Berdasarkan keterangan dokter, bahu sebelah kanan Andrie Yunus untuk sementara waktu tidak boleh bergerak usai operasi.
Jika ada sedikit gerakan dari posisi statis, ada potensi hasil operasi yang sudah dilakukan bisa gagal.
"Jadi kami, kami memahami situasi dari saudara Andrie Yunus," tutur Iswadi.
Baca juga: Kondisi Terkini Andrie Yunus Usai Disiram Air Keras, Kelopak Mata Kanan Masih Ditutup
Ingin lihat langsung kondisi Andrie YunusLetkol Iswadi juga mengungkap alasan para oditur ingin melihat langsung kondisi dari Andrie Yunus.
Menurut dia, dengan melihat langsung, tim oditur bisa mendapatkan gambaran tentang pasal-pasal apa yang nantinya akan diterapkan kepada empat pelaku penyiraman air keras.
Keempat pelaku, yakni Sersan Dua Edi Sudarko, Letnan Satu (Lettu) Budhi Hariyanto Widhi, Kapten Nandala Dwi Prasetya, serta Lettu Sami Lakka, saat ini sedang menjalani peradilan di Pengadilan Militer Jakarta.

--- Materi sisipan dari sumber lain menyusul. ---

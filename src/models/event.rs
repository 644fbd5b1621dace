//! Event model

use super::{null_default, rich_text::Block};
use crate::services::dates::{format_date, parse_instant};
use chrono::{DateTime, FixedOffset};
use serde::{Deserialize, Serialize};

/// Church event
#[derive(Debug, Clone, Serialize, Deserialize)]
pub struct Event {
    #[serde(rename(deserialize = "_id"))]
    pub id: String,
    #[serde(default, deserialize_with = "null_default", rename(deserialize = "titulo"))]
    pub title: String,
    /// Start date or instant
    #[serde(default, rename(deserialize = "data"))]
    pub starts_at: Option<String>,
    #[serde(default, rename(deserialize = "dataFim"))]
    pub ends_at: Option<String>,
    #[serde(default, rename(deserialize = "descricao"))]
    pub description: Option<Vec<Block>>,
    #[serde(default, rename(deserialize = "local"))]
    pub location: Option<String>,
    #[serde(default, rename(deserialize = "imagemUrl"))]
    pub image_url: Option<String>,
    #[serde(default, deserialize_with = "null_default", rename(deserialize = "destaque"))]
    pub featured: bool,
}

impl Event {
    pub fn start(&self) -> Option<DateTime<FixedOffset>> {
        self.starts_at.as_deref().and_then(parse_instant)
    }

    /// "dd/mm/yyyy", or "dd/mm/yyyy a dd/mm/yyyy" for multi-day events
    pub fn date_label(&self) -> String {
        let start = format_date(self.starts_at.as_deref());
        match self.ends_at.as_deref() {
            Some(end) if !end.trim().is_empty() => {
                let end = format_date(Some(end));
                if end == start {
                    start
                } else {
                    format!("{start} a {end}")
                }
            }
            _ => start,
        }
    }
}

#[cfg(test)]
mod tests {
    use super::*;
    use serde_json::json;

    #[test]
    fn test_date_label() {
        let single: Event = serde_json::from_value(json!({"_id": "e", "data": "2024-05-10"})).unwrap();
        assert_eq!(single.date_label(), "10/05/2024");

        let range: Event = serde_json::from_value(
            json!({"_id": "e", "data": "2024-05-10", "dataFim": "2024-05-12"}),
        )
        .unwrap();
        assert_eq!(range.date_label(), "10/05/2024 a 12/05/2024");

        let undated: Event = serde_json::from_value(json!({"_id": "e"})).unwrap();
        assert_eq!(undated.date_label(), "Data não definida");
    }
}
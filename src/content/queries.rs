//! GROQ queries
//!
//! One builder per content type. Projections rename store fields only where
//! the store nests them (asset URLs, references); everything else keeps the
//! store's own field names so models deserialize them directly.

use serde_json::Value;
use std::collections::BTreeMap;

/// A GROQ query with its named parameters
#[derive(Debug, Clone, PartialEq)]
pub struct Query {
    /// Short name used in logs
    pub label: &'static str,
    pub groq: String,
    pub params: BTreeMap<String, Value>,
}

impl Query {
    pub fn new(label: &'static str, groq: impl Into<String>) -> Self {
        Self {
            label,
            groq: groq.into(),
            params: BTreeMap::new(),
        }
    }

    /// Bind `$name` to a JSON value
    pub fn param(mut self, name: &str, value: impl Into<Value>) -> Self {
        self.params.insert(name.to_string(), value.into());
        self
    }

    /// Key identifying this exact query, parameters included
    pub fn cache_key(&self) -> String {
        let mut key = self.groq.clone();
        for (name, value) in &self.params {
            key.push_str("\n$");
            key.push_str(name);
            key.push('=');
            key.push_str(&value.to_string());
        }
        key
    }
}

pub fn pastors() -> Query {
    Query::new(
        "pastores",
        r#"*[_type == "pastor"] | order(ordem asc) {
  _id, nome, cargo, atual, dataEntrada, dataSaida, biografia, ordem, slug,
  "imagemUrl": foto.asset->url
}"#,
    )
}

pub fn pastor_by_slug(slug: &str) -> Query {
    Query::new(
        "pastor",
        r#"*[_type == "pastor" && slug.current == $slug][0] {
  _id, nome, cargo, atual, dataEntrada, dataSaida, biografia, biografiaDetalhada,
  email, telefone, redesSociais[] { plataforma, url }, ordem, slug,
  "imagemUrl": foto.asset->url
}"#,
    )
    .param("slug", slug)
}

pub fn ministries() -> Query {
    Query::new(
        "ministerios",
        r#"*[_type == "ministerio"] | order(nome asc) {
  _id, nome, descricao, lider,
  "imagemUrl": imagem.asset->url
}"#,
    )
}

pub fn events() -> Query {
    Query::new(
        "eventos",
        r#"*[_type == "evento"] | order(data desc) {
  _id, titulo, data, dataFim, descricao, local, destaque,
  "imagemUrl": imagem.asset->url
}"#,
    )
}

pub fn gallery() -> Query {
    Query::new(
        "galeria",
        r#"*[_type == "galeriaItem"] | order(_createdAt desc) {
  _id, titulo, descricao, tipoMidia,
  "imagemUrl": imagem.asset->url,
  "videoUrl": coalesce(videoUrl, video.asset->url)
}"#,
    )
}

pub fn writings() -> Query {
    Query::new(
        "conteudos",
        r#"*[_type == "artigo" || _type == "sermaoEscrito"] | order(coalesce(dataPublicacao, data) desc) {
  _id, titulo, resumo, slug,
  "autor": select(_type == "artigo" => autor, _type == "sermaoEscrito" => pregador),
  "dataPublicacao": select(_type == "artigo" => dataPublicacao, _type == "sermaoEscrito" => data),
  "imagemPrincipalUrl": select(_type == "artigo" => imagemPrincipal.asset->url, _type == "sermaoEscrito" => null),
  "tipo": select(_type == "artigo" => "artigo", _type == "sermaoEscrito" => "sermao")
}"#,
    )
}

pub fn recent_articles(limit: usize) -> Query {
    Query::new(
        "artigos recentes",
        format!(
            r#"*[_type == "artigo"] | order(_createdAt desc) [0...{limit}] {{
  _id, titulo, resumo, slug, autor, dataPublicacao,
  "imagemPrincipalUrl": imagemPrincipal.asset->url,
  "tipo": "artigo"
}}"#
        ),
    )
}

pub fn article_by_slug(slug: &str) -> Query {
    Query::new(
        "artigo",
        r#"*[_type == "artigo" && slug.current == $slug][0] {
  _id, titulo, autor, dataPublicacao, resumo, conteudo, slug,
  "imagemPrincipalUrl": imagemPrincipal.asset->url,
  "tipo": "artigo"
}"#,
    )
    .param("slug", slug)
}

pub fn sermon_by_slug(slug: &str) -> Query {
    Query::new(
        "sermao",
        r#"*[_type == "sermaoEscrito" && slug.current == $slug][0] {
  _id, titulo, resumo, conteudo, slug,
  "autor": pregador,
  "dataPublicacao": data,
  "tipo": "sermao"
}"#,
    )
    .param("slug", slug)
}

/// Lives and podcasts, newest first, optionally restricted to featured ones
pub fn broadcasts(limit: usize, featured_only: bool) -> Query {
    let featured = if featured_only { " && destaque == true" } else { "" };
    Query::new(
        "lives e podcasts",
        format!(
            r#"*[_type == "livesPodcasts"{featured}] | order(dataHora desc) [0...{limit}] {{
  _id, titulo, slug, tipo, descricao, dataHora, status,
  urlYoutube, urlSpotify, urlOutrasPlataformas,
  pastor->{{ nome, slug }},
  tags, destaque, duracao,
  "imagemCapaUrl": imagemCapa.asset->url
}}"#
        ),
    )
}

pub fn banners() -> Query {
    Query::new(
        "banners",
        r#"*[_type == "banner"] | order(_createdAt desc) {
  _id, titulo, descricao, link,
  "imagemUrl": imagem.asset->url
}"#,
    )
}

pub fn news() -> Query {
    Query::new(
        "noticias",
        r#"*[_type == "noticia"] | order(dataPublicacao desc) {
  _id, titulo, resumo, dataPublicacao, slug,
  "imagemPrincipalUrl": imagemPrincipal.asset->url
}"#,
    )
}

/// Members born in `month`, a two-digit month number
pub fn birthdays(month: &str) -> Query {
    Query::new(
        "aniversariantes",
        r#"*[_type == "aniversariante" && dateTime::string(dataNascimento).substring(5, 7) == $mesAtual] | order(dateTime::string(dataNascimento).substring(8, 10) asc) {
  _id, nome, dataNascimento
}"#,
    )
    .param("mesAtual", month)
}

pub fn settings() -> Query {
    Query::new(
        "configuracoes gerais",
        r#"*[_type == "configuracoesGerais"][0] {
  endereco, cep, telefonePrincipal, emailContato, linkMapa,
  "redesSociais": redesSociais[] { plataforma, url },
  "horariosCultos": horariosCultos[] { diaSemana, horario, descricaoCulto }
}"#,
    )
}
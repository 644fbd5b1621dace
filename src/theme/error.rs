//! Theme engine error types

use thiserror::Error;

/// Theme-specific errors
#[derive(Debug, Error)]
pub enum ThemeError {
    /// Template loading or rendering error
    #[error("Template error: {0}")]
    TemplateError(String),
}
//! In-memory cache implementation using moka
//!
//! Provides a fast, thread-safe in-memory cache with TTL support.
//!
//! # Features
//! - TTL-based expiration for each cache entry
//! - Capacity bound on the number of entries
//! - Coalescing of concurrent loads for the same key
//! - Failed loads are never stored

use moka::future::Cache;
use serde_json::Value;
use std::future::Future;
use std::sync::Arc;
use std::time::Duration;

/// Default maximum cache capacity (number of entries)
const DEFAULT_MAX_CAPACITY: u64 = 1_000;

/// Default TTL for cache entries (5 minutes)
const DEFAULT_TTL: Duration = Duration::from_secs(300);

/// In-memory cache of decoded JSON documents keyed by query
///
/// Values are shared behind an `Arc` so a hit never clones the document.
#[derive(Clone)]
pub struct MemoryCache {
    /// The underlying moka cache instance
    cache: Cache<String, Arc<Value>>,
    /// TTL applied to every entry
    ttl: Duration,
}

impl std::fmt::Debug for MemoryCache {
    fn fmt(&self, f: &mut std::fmt::Formatter<'_>) -> std::fmt::Result {
        f.debug_struct("MemoryCache")
            .field("entry_count", &self.cache.entry_count())
            .field("ttl", &self.ttl)
            .finish()
    }
}

impl MemoryCache {
    /// Create a new memory cache with default settings
    ///
    /// Default configuration:
    /// - Max capacity: 1,000 entries
    /// - TTL: 5 minutes
    pub fn new() -> Self {
        Self::with_capacity_and_ttl(DEFAULT_MAX_CAPACITY, DEFAULT_TTL)
    }

    /// Create a new memory cache with custom capacity and TTL
    ///
    /// # Arguments
    /// * `max_capacity` - Maximum number of entries the cache can hold
    /// * `ttl` - Time-to-live for cache entries
    pub fn with_capacity_and_ttl(max_capacity: u64, ttl: Duration) -> Self {
        let cache = Cache::builder()
            .max_capacity(max_capacity)
            .time_to_live(ttl)
            .build();

        Self { cache, ttl }
    }

    /// Return the cached value for `key`, or run `load` to produce it
    ///
    /// Concurrent callers asking for the same missing key wait on a single
    /// `load`. An error is handed to every waiter and nothing is stored.
    pub async fn get_or_try_insert_with<F, E>(&self, key: String, load: F) -> Result<Arc<Value>, Arc<E>>
    where
        F: Future<Output = Result<Value, E>>,
        E: Send + Sync + 'static,
    {
        self.cache
            .try_get_with(key, async move { load.await.map(Arc::new) })
            .await
    }
}

impl Default for MemoryCache {
    fn default() -> Self {
        Self::new()
    }
}

#[cfg(test)]
mod tests {
    use super::*;
    use serde_json::json;
    use std::sync::atomic::{AtomicUsize, Ordering};

    #[tokio::test]
    async fn test_load_then_hit() {
        let cache = MemoryCache::new();
        let calls = AtomicUsize::new(0);

        for _ in 0..3 {
            let value = cache
                .get_or_try_insert_with("pastores".to_string(), async {
                    calls.fetch_add(1, Ordering::SeqCst);
                    Ok::<_, String>(json!([{"nome": "A"}]))
                })
                .await
                .unwrap();
            assert_eq!(*value, json!([{"nome": "A"}]));
        }

        assert_eq!(calls.load(Ordering::SeqCst), 1);
    }

    #[tokio::test]
    async fn test_errors_are_not_cached() {
        let cache = MemoryCache::new();

        let first = cache
            .get_or_try_insert_with("k".to_string(), async { Err::<Value, _>("offline".to_string()) })
            .await;
        assert_eq!(first.unwrap_err().as_str(), "offline");

        let second = cache
            .get_or_try_insert_with("k".to_string(), async { Ok::<_, String>(json!(1)) })
            .await
            .unwrap();
        assert_eq!(*second, json!(1));
    }

    #[tokio::test]
    async fn test_concurrent_loads_are_coalesced() {
        let cache = MemoryCache::new();
        let calls = Arc::new(AtomicUsize::new(0));

        let loads = (0..8).map(|_| {
            let cache = cache.clone();
            let calls = calls.clone();
            async move {
                cache
                    .get_or_try_insert_with("configuracoes".to_string(), async move {
                        calls.fetch_add(1, Ordering::SeqCst);
                        tokio::time::sleep(Duration::from_millis(20)).await;
                        Ok::<_, String>(json!({"cep": "08490-000"}))
                    })
                    .await
            }
        });

        let results = futures::future::join_all(loads).await;

        assert!(results.iter().all(|r| r.is_ok()));
        assert_eq!(calls.load(Ordering::SeqCst), 1);
    }

    #[tokio::test]
    async fn test_entries_expire_after_ttl() {
        let cache = MemoryCache::with_capacity_and_ttl(10, Duration::from_millis(10));
        cache
            .get_or_try_insert_with("k".to_string(), async { Ok::<_, String>(json!(true)) })
            .await
            .unwrap();
        assert!(cache.cache.get("k").await.is_some());

        tokio::time::sleep(Duration::from_millis(50)).await;
        cache.cache.run_pending_tasks().await;

        assert!(cache.cache.get("k").await.is_none());
    }
}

"Kami tim oditur militer dapat menerapkan pasal apa yang patut kami tuntut kepada para terdakwa, seandainya kami bisa melihat situasi saudara Andri Yunus dan keterangan dari dokter," tutur Iswadi.
"Tapi karena memang kondisinya seperti ini, jadi kami tidak bisa menemui saudara Andrie Yunus," lanjut dia.
Iswadi bilang, hasil kunjungan dari RSCM akan dilaporkan kepada Kepala Oditurat Militer Jakarta.